- Born: Alev Lytle Croutier 1945 (age 80–81) İzmir, Turkey
- Education: Robert College, Oberlin College
- Occupation: writer
- Known for: co-founder, Mercury House publishers
- Awards: National Women’s Political Caucus, McGrew Hill Film award, Daughters of Atatürk 2000 Women of Distinction Award, American Turkish Council cultural award,, Rotary Exceptional Achievement Award

= Alev Croutier =

Turkish-American writer

Alev Lytle Croutier, known in Turkey as "Alev Aksoy Croutier" (born 1945 in İzmir, Turkey), is a writer based in San Francisco, US. Her books have been translated into 22 languages. She is the author of the non-fiction books Harem: the World behind the Veil and Taking the Waters, and the novels The Palace of Tears, Seven Houses, and The Third Woman.

==Career==
Croutier studied Comparative Literature at Robert College in Istanbul, and left Turkey at the age of 18 to study Art History at Oberlin College in the US. She has taught at Dartmouth, Goddard, and San Francisco State University, and lectures at universities, museums, libraries, and conferences on Orientalism, Middle Eastern women, harems, and Turkey.

Croutier co-founded Mercury House publishing company in San Francisco in 1986 and worked as the executive editor for almost a decade.

===Film===
Before becoming a writer, Croutier was a screenwriter and documentary filmmaker in Japan, Turkey, Europe, and the US, and was awarded a Guggenheim Fellowship for the screenplay to the 1980 film Tell Me a Riddle based on Tillie Olsen's novella.

===Writing===
Her articles have appeared in literary and mainstream magazines, such as Art & Antiques, Harper’s, London Telegraph, New York Times, San Francisco Chronicle, Gourmet, Le Monde, Die Woche, Focus, and Zyzzyva, as well as anthologies including Roots & Branches, Istanbul, I Should Have Stayed Home, and Food. She contributed to A Window over the Mediterranean for the 2001 G8 summit in Genoa among writers such as Amos Oz, Tahar Ben Jelloun, Max Gallo, Amin Malouf, and Luis Sepulveda.

===Media===
Croutier has appeared in radio and TV shows. She was a commentator for the Canadian Film Board series The Powder Room, the BBC's Mozart in Turkey, and Channel 4's The Reign of Women, and Harem.

===Awards===
She has received the National Women's Political Caucus, the McGrew Hill Film award, the Daughters of Atatürk 2000 Women of Distinction Award, the American Turkish Council cultural award, and the Rotary Exceptional Achievement Award.

==Books==
Croutier's first non-fiction book, Harem: The World Behind the Veil, was published by Abbeville Press in 1989. Croutier's own grandmother grew up in a Turkish harem in Macedonia. The New York Times said "this is a serious history, yet an immensely readable one," while the LA Times wrote: “This book is like a marvelous box of expensive chocolates, or rather, perfumed Turkish Delight.” And the Boston Globe: “A book of breathtaking beauty, written in an ingratiating prose.”
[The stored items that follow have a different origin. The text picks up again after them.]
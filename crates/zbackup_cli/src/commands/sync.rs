//! One-way sync of the primary pool to the backup pool.

use tracing::info;
use zbackup_engine::BackupEngine;
use zbackup_store::SnapshotStore;

/// Copies every pending snapshot to the backup pool.
pub fn run<S: SnapshotStore>(engine: &BackupEngine<S>) -> Result<(), Box<dyn std::error::Error>> {
    let outcome = engine.sync()?;
    info!(
        transfers = outcome.transfers.len(),
        bytes = outcome.bytes_transferred(),
        "sync finished"
    );
    Ok(())
}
Her second non-fiction book, Taking the Waters: Spirit, Art, Sensuality, published in 1992 by Abbeville, was an exploration of mythological, therapeutic, social, and aesthetic aspects of water.

Seven Houses, her second novel, took seven years to write and was published in 2002 to comparisons with Gabriel García Márquez, Carlos Fuentes, and Isabel Allende. Allende praised Croutier for "braiding history and fiction in an intricate pattern", although the Washington Post noted an "occasional heavy-handedness with pop culture and historical figures." The San Francisco Chronicle said her "measured prose is artistic and sensuous."

Her novel for young readers, Leyla: The Black Tulip, was published in 2003 as part of the American Girl series along with a historical Turkish doll produced by Mattel.